DeepSpeed is an open-source deep learning optimization library for PyTorch that is designed to reduce computing power and memory use and to train large, distributed models with better parallelism. DeepSpeed includes the Zero Redundancy Optimizer (ZeRO) for training models. The details of the ZeRO optimizer will be discussed later in this document. The DeepSpeed library is implemented between the user’s model and the PyTorch framework, so minimal changes are needed to the existing PyTorch model. For more information on how Habana uses the ZeRO optimizer, you can refer to our previous blog on Memory-Efficient training here.

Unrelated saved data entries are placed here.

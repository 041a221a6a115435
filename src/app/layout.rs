use super::hotkeys::hotkey_for_route;
use super::menu::MenuPlacement;
use crate::domain::{
    Domain, INSIGHT_ROUTE_KEYS, MenuDescriptor, MenuEntry, Route, domain_hotkey_hint,
};
use ratatui::layout::Rect;
use unicode_width::UnicodeWidthStr;

/// Section row plus domain row.
pub const HEADER_ROWS: u16 = 2;
const MIN_MENU_INNER_WIDTH: usize = 14;
const TRIGGER_GAP: u16 = 1;

pub fn body_area(terminal_size: (u16, u16)) -> Rect {
    Rect::new(0, 0, terminal_size.0, terminal_size.1)
}

pub fn content_area(terminal_size: (u16, u16)) -> Rect {
    let (width, height) = terminal_size;
    if height <= HEADER_ROWS + 1 {
        return Rect::new(0, 0, width, height);
    }
    Rect::new(0, HEADER_ROWS, width, height - HEADER_ROWS - 1)
}

/// Bottom row of the screen.
pub fn filter_bar_area(terminal_size: (u16, u16)) -> Option<Rect> {
    let (width, height) = terminal_size;
    if width == 0 || height <= HEADER_ROWS + 1 {
        return None;
    }
    Some(Rect::new(0, height - 1, width, 1))
}

pub fn trigger_label(descriptor: &MenuDescriptor) -> String {
    format!(" {} ▾ ", descriptor.label)
}

/// Trigger boxes aligned with `descriptors`; hidden menus get `None`.
pub fn filter_triggers(
    terminal_size: (u16, u16),
    descriptors: &[MenuDescriptor],
) -> Vec<Option<Rect>> {
    let Some(bar) = filter_bar_area(terminal_size) else {
        return vec![None; descriptors.len()];
    };

    let widths: Vec<Option<u16>> = descriptors
        .iter()
        .map(|descriptor| {
            descriptor.visible.then(|| {
                usize_to_u16(UnicodeWidthStr::width(trigger_label(descriptor).as_str()))
            })
        })
        .collect();
    let visible = widths.iter().flatten().count();
    let total = widths
        .iter()
        .flatten()
        .fold(0u16, |acc, width| acc.saturating_add(*width))
        .saturating_add(TRIGGER_GAP.saturating_mul(usize_to_u16(visible.saturating_sub(1))));

    let mut x = bar.x.saturating_add(bar.width.saturating_sub(total) / 2);
    let right = bar.x.saturating_add(bar.width);
    widths
        .into_iter()
        .map(|width| {
            let width = width?;
            if x >= right {
                return None;
            }
            let rect = Rect::new(x, bar.y, width.min(right - x), 1);
            x = x.saturating_add(width).saturating_add(TRIGGER_GAP);
            Some(rect)
        })
        .collect()
}

pub fn menu_entry_text(entry: &MenuEntry) -> String {
    match entry {
        MenuEntry::Button(button) => match button.description {
            Some(description) => format!("{}  {description}", button.label),
            None => button.label.to_string(),
        },
        MenuEntry::Separator => String::new(),
    }
}

/// Outer size of a floating menu: widest entry plus border and padding.
pub fn menu_size(descriptor: &MenuDescriptor) -> (u16, u16) {
    let inner = descriptor
        .items
        .iter()
        .map(|entry| UnicodeWidthStr::width(menu_entry_text(entry).as_str()))
        .max()
        .unwrap_or(0)
        .max(MIN_MENU_INNER_WIDTH);
    let width = usize_to_u16(inner.saturating_add(4));
    let height = usize_to_u16(descriptor.items.len().saturating_add(2));
    (width, height)
}

pub fn menu_placement(
    terminal_size: (u16, u16),
    trigger: Rect,
    descriptor: &MenuDescriptor,
) -> MenuPlacement {
    MenuPlacement {
        trigger,
        body: body_area(terminal_size),
        size: menu_size(descriptor),
    }
}

#[derive(Clone, Debug, Eq, PartialEq)]
pub struct HeaderEntry {
    pub label: String,
    pub hint: Option<char>,
    pub route: Route,
}

impl HeaderEntry {
    pub fn text(&self) -> String {
        match self.hint {
            Some(hint) => format!(" {} [{hint}] ", self.label),
            None => format!(" {} ", self.label),
        }
    }
}

pub fn section_entries() -> Vec<HeaderEntry> {
    let mut routes = vec![Route::Overview];
    routes.extend(INSIGHT_ROUTE_KEYS.iter().copied().map(Route::Insight));
    routes.push(Route::Settings);
    routes
        .into_iter()
        .map(|route| HeaderEntry {
            label: route.key().label().to_string(),
            hint: hotkey_for_route(&route),
            route,
        })
        .collect()
}

pub fn domain_entries(domains: &[Domain]) -> Vec<HeaderEntry> {
    domains
        .iter()
        .enumerate()
        .map(|(index, domain)| HeaderEntry {
            label: domain.title.clone(),
            hint: domain_hotkey_hint(index),
            route: Route::domain(&domain.id),
        })
        .collect()
}

/// Click boxes for header entries laid out left to right on `row`.
pub fn header_boxes(row: u16, width: u16, entries: &[HeaderEntry]) -> Vec<Option<Rect>> {
    let mut x = 1u16;
    entries
        .iter()
        .map(|entry| {
            let entry_width = usize_to_u16(UnicodeWidthStr::width(entry.text().as_str()));
            if x >= width {
                return None;
            }
            let rect = Rect::new(x, row, entry_width.min(width - x), 1);
            x = x.saturating_add(entry_width);
            Some(rect)
        })
        .collect()
}

pub fn usize_to_u16(value: usize) -> u16 {
    u16::try_from(value).unwrap_or(u16::MAX)
}

#[cfg(test)]
mod tests {
    use super::*;
    use crate::domain::{FilterState, RouteKey, Sorting, resolve};

    #[test]
    fn triggers_are_centered_on_the_bottom_row() {
        let descriptors = resolve(RouteKey::Pages, &FilterState::default());
        let triggers = filter_triggers((80, 24), &descriptors);
        // " Top ▾ " = 7, " 7 days ▾ " = 10, gap 1
        assert_eq!(
            triggers,
            vec![Some(Rect::new(31, 23, 7, 1)), Some(Rect::new(39, 23, 10, 1))]
        );
    }

    #[test]
    fn hidden_menu_has_no_trigger() {
        let state = FilterState {
            sorting: Sorting::Recent,
            ..FilterState::default()
        };
        let descriptors = resolve(RouteKey::Pages, &state);
        let triggers = filter_triggers((80, 24), &descriptors);
        assert!(triggers[0].is_some());
        assert_eq!(triggers[1], None);
    }

    #[test]
    fn menu_size_counts_separators_as_rows() {
        let descriptors = resolve(RouteKey::Sizes, &FilterState::default());
        let (_, height) = menu_size(&descriptors[1]);
        assert_eq!(height, 9);
    }

    #[test]
    fn tiny_terminal_has_no_filter_bar() {
        assert_eq!(filter_bar_area((80, 3)), None);
        let descriptors = resolve(RouteKey::Pages, &FilterState::default());
        assert_eq!(filter_triggers((80, 3), &descriptors), vec![None, None]);
    }

    #[test]
    fn header_lists_hotkeys_for_sections_and_first_ten_domains() {
        let sections = section_entries();
        assert_eq!(
            sections.first().map(HeaderEntry::text),
            Some(" Overview [o] ".to_string())
        );
        assert_eq!(sections.len(), 12);

        let domains: Vec<Domain> = (0..12)
            .map(|index| Domain {
                id: format!("{index}"),
                title: format!("site{index}"),
            })
            .collect();
        let entries = domain_entries(&domains);
        assert_eq!(entries[9].hint, Some('9'));
        assert_eq!(entries[10].hint, None);
    }
}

TF Learning — Figure 1: Platform Software stack with DeepSpeed

You can follow these simple steps to get up and running on first-gen Gaudi® or Gaudi®2. The first step is to set up the environment, which includes setting up an instance of Gaudi devices, the SynapseAI Software stack, the additional software requirements including Habana’s version of the DeepSpeed library, and then downloading the appropriate dataset for training. The second step is to run the model itself.

Set Up the Environment

Set up your cloud computing environment to get access to the Gaudi accelerator. There are two options available in the cloud today:

Amazon EC2 DL1 Instances: based on first-gen Gaudi
- https://aws.amazon.com/ec2/instance-types/dl1/
- Users can refer to Habana’s quick start guide here for instructions on how to start a DL1 instance; an AWS user account is required.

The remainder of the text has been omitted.